Many in Bangladesh feel that tagging Bangladesh with Pakistan and Afghanistan is a blow to its credentials as a modern democratic nation. Sheikh Mujibur Rehman did not break away from Pakistan to build another theocratic state. Yet, Hindus, Sikhs, Buddhists and Christians living in Bangladesh, Pakistan and Afghanistan and wanting to escape religious persecution in those countries, will be eligible for the Indian citizenship.
Bangladesh, despite being a Muslim majority country, is also extremely proud of its Bengali culture and heritage. Its links with the Bengali language, literature and music are strong. The Bangladeshi identity is defined not just by religion but by language and culture as well.
Liberals and the Awami League supporters are angry that India is talking of religious discrimination against the Hindus when the Awami League government has always emphasised its democratic and secular credentials. Amit Shah later clarified in the Rajya Sabha that he was not talking of the present situation in Bangladesh.
The BJP’s CAA move is both ideological and political. Ideologically, it believes that all Hindus have to be accommodated in India. Politically, the BJP’s eyes are firmly fixed on the Bengali Hindu electorate in Assam and West Bengal.
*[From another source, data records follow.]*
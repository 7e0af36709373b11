use std::fs;
use std::io::ErrorKind;
use std::path::PathBuf;

use log::{debug, info, warn};

use crate::error::{GameError, GameResult};

/// The best score across runs, kept as a plain integer in a text file.
#[derive(Debug, Clone)]
pub struct HighScoreStore {
    path: PathBuf,
}

impl HighScoreStore {
    pub fn new(path: impl Into<PathBuf>) -> Self {
        HighScoreStore { path: path.into() }
    }

    /// Reads the stored score. Anything unreadable counts as 0.
    pub fn load(&self) -> u32 {
        match fs::read_to_string(&self.path) {
            Ok(s) => match s.trim().parse() {
                Ok(score) => {
                    info!("Loaded high score {} from {}", score, self.path.display());
                    score
                }
                Err(e) => {
                    warn!("Ignoring corrupt high score file {}: {}", self.path.display(), e);
                    0
                }
            },
            Err(e) if e.kind() == ErrorKind::NotFound => {
                debug!("No high score file at {}", self.path.display());
                0
            }
            Err(e) => {
                warn!("Error loading high score: {}", e);
                0
            }
        }
    }

    pub fn save(&self, score: u32) -> GameResult<()> {
        fs::write(&self.path, score.to_string()).map_err(|source| GameError::HighScoreSave {
            path: self.path.clone(),
            source,
        })?;
        info!("Saved high score {}", score);
        Ok(())
    }
}

#[cfg(test)]
mod tests {
    use super::*;
    use tempfile::TempDir;

    #[test]
    fn test_missing_file_loads_zero() {
        let dir = TempDir::new().unwrap();
        let store = HighScoreStore::new(dir.path().join("high_score.txt"));
        assert_eq!(store.load(), 0);
    }

    #[test]
    fn test_corrupt_file_loads_zero() {
        let dir = TempDir::new().unwrap();
        let path = dir.path().join("high_score.txt");
        fs::write(&path, "not a number").unwrap();
        assert_eq!(HighScoreStore::new(&path).load(), 0);

        fs::write(&path, "-3").unwrap();
        assert_eq!(HighScoreStore::new(&path).load(), 0);
    }

    #[test]
    fn test_save_then_load() {
        let dir = TempDir::new().unwrap();
        let store = HighScoreStore::new(dir.path().join("high_score.txt"));
        store.save(17).unwrap();
        assert_eq!(store.load(), 17);
        store.save(23).unwrap();
        assert_eq!(store.load(), 23);
    }

    #[test]
    fn test_trailing_newline_is_accepted() {
        let dir = TempDir::new().unwrap();
        let path = dir.path().join("high_score.txt");
        fs::write(&path, "12\n").unwrap();
        assert_eq!(HighScoreStore::new(&path).load(), 12);
    }

    #[test]
    fn test_save_into_missing_directory_fails() {
        let dir = TempDir::new().unwrap();
        let store = HighScoreStore::new(dir.path().join("nope").join("high_score.txt"));
        assert!(matches!(store.save(5), Err(GameError::HighScoreSave { .. })));
    }
}
use crossterm::event::{KeyCode, KeyEvent, KeyEventKind, KeyModifiers};

use crate::game::Command;
use crate::snake::Direction::*;

/// Maps physical keys to game commands.
#[derive(Debug, Default)]
pub struct InputHandler;

impl InputHandler {
    pub fn new() -> Self {
        InputHandler
    }

    /// Returns `None` for keys the game does not use and for non-press events.
    pub fn handle_key_event(&self, key: KeyEvent) -> Option<Command> {
        if key.kind != KeyEventKind::Press {
            return None;
        }

        if is_ctrl_c(&key) {
            return Some(Command::Quit);
        }

        let command = match key.code {
            KeyCode::Up | KeyCode::Char('w') | KeyCode::Char('W') => Command::Turn(Up),
            KeyCode::Down | KeyCode::Char('s') | KeyCode::Char('S') => Command::Turn(Down),
            KeyCode::Left | KeyCode::Char('a') | KeyCode::Char('A') => Command::Turn(Left),
            KeyCode::Right | KeyCode::Char('d') | KeyCode::Char('D') => Command::Turn(Right),
            KeyCode::Char(' ') | KeyCode::Enter => Command::Start,
            KeyCode::Char('p') | KeyCode::Char('P') => Command::Pause,
            KeyCode::Char('q') | KeyCode::Char('Q') | KeyCode::Esc => Command::Quit,
            _ => return None,
        };

        Some(command)
    }
}

fn is_ctrl_c(ev: &KeyEvent) -> bool {
    ev.code == KeyCode::Char('c') && ev.modifiers.contains(KeyModifiers::CONTROL)
}
use std::path::PathBuf;

use log::LevelFilter;

use crate::grid::Coord;
use crate::snake::INITIAL_SNAKE_LENGTH;

/// Rows above the board used for the score line and a spacer.
pub const HEADER_ROWS: u16 = 2;
/// Each grid cell is this many terminal columns wide.
pub const COLS_PER_CELL: u16 = 2;
/// The starting snake plus one free cell for the food.
const MIN_CELLS_X: Coord = INITIAL_SNAKE_LENGTH as Coord + 1;

/// Static settings for a run of the game.
#[derive(Debug, Clone, PartialEq)]
pub struct GameConfig {
    /// Field width in pixels-equivalent units
    pub width: Coord,
    /// Field height in pixels-equivalent units
    pub height: Coord,
    /// Size of a grid cell, all positions are multiples of it
    pub cell_size: Coord,
    /// Steps per second at the start of a game
    pub base_speed: u32,
    pub high_score_path: PathBuf,
    pub log_path: PathBuf,
    pub log_level: LevelFilter,
}

impl Default for GameConfig {
    fn default() -> Self {
        GameConfig {
            width: 800,
            height: 600,
            cell_size: 20,
            base_speed: 8,
            high_score_path: PathBuf::from("high_score.txt"),
            log_path: PathBuf::from("snake.log"),
            log_level: LevelFilter::Debug,
        }
    }
}

impl GameConfig {
    /// Shrinks the field so the board, its border and the status header fit a
    /// terminal of `cols` x `rows`. Never grows the field, and never below
    /// one row wide enough for the starting snake and a free cell.
    pub fn fit_to_terminal(mut self, cols: u16, rows: u16) -> Self {
        let max_cells_x = (cols.saturating_sub(2) / COLS_PER_CELL) as Coord;
        let max_cells_y = rows.saturating_sub(2 + HEADER_ROWS) as Coord;

        let cells_x = (self.width / self.cell_size).min(max_cells_x).max(MIN_CELLS_X);
        let cells_y = (self.height / self.cell_size).min(max_cells_y).max(1);

        self.width = cells_x * self.cell_size;
        self.height = cells_y * self.cell_size;
        self
    }
}

#[cfg(test)]
mod tests {
    use super::*;
    use crate::food;
    use crate::grid::{Grid, Point};
    use crate::snake::{Direction, Snake};
    use rand::{rngs::StdRng, SeedableRng};
    use std::collections::HashSet;

    #[test]
    fn test_default_config() {
        let config = GameConfig::default();
        assert_eq!((config.width, config.height, config.cell_size), (800, 600, 20));
        assert_eq!(config.base_speed, 8);
        assert_eq!(config.high_score_path, PathBuf::from("high_score.txt"));
    }

    #[test]
    fn test_default_logs_debug() {
        assert_eq!(GameConfig::default().log_level, LevelFilter::Debug);
    }

    #[test]
    fn test_tiny_terminal_still_fits_starting_snake() {
        let config = GameConfig::default().fit_to_terminal(6, 5);
        assert_eq!((config.width, config.height), (80, 20));

        let grid = Grid::new(config.width, config.height, config.cell_size);
        let snake = Snake::new(&grid, grid.center(), INITIAL_SNAKE_LENGTH, Direction::Right);
        let distinct: HashSet<Point> = snake.body().iter().copied().collect();
        assert_eq!(distinct.len(), INITIAL_SNAKE_LENGTH);

        let food = food::place(&mut StdRng::seed_from_u64(1), &grid, &snake);
        assert!(!snake.contains(&food));
    }

    #[test]
    fn test_large_terminal_keeps_field() {
        let config = GameConfig::default().fit_to_terminal(200, 60);
        assert_eq!((config.width, config.height), (800, 600));
    }

    #[test]
    fn test_small_terminal_shrinks_field() {
        // 80 cols: 78 usable -> 39 cells; 24 rows: 20 usable -> 20 cells
        let config = GameConfig::default().fit_to_terminal(80, 24);
        assert_eq!((config.width, config.height), (780, 400));
    }
}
The CAA and NRC will also play into Bangladesh’s internal politics. The BNP, though the main opposition, is in a bad shape at the moment, with Begum Khaleda Zia in prison in connection with corruption cases and her son Tarique Rahman living in exile in London. The BNP had in the past dubbed Sheikh Hasina as an Indian stooge. Islamists and anti-Indian forces are lurking on the sidelines. The Jamaat-e-Islami and other militant Islamic groups will play the CAA and NRC cards against the ruling party. India has provided them with an excellent opportunity to work against the Awami League.
While the BJP plays out its political and ideological agenda, it would do well to keep in mind India’s security considerations. A Bangladesh which turns against India is not good news. China which is encircling India’s periphery can easily use the situation to its advantage and spread its footprints firmly in Bangladesh, as it has done in Myanmar and Nepal. So far, none of that has happened, but the danger is very much there.
Much will depend on how India plays its cards. If Delhi can manage the fallout of its domestic policies and insulate Bangladesh from the repercussions of the CAA and NRC, relations will remain intact. But it is a tough task.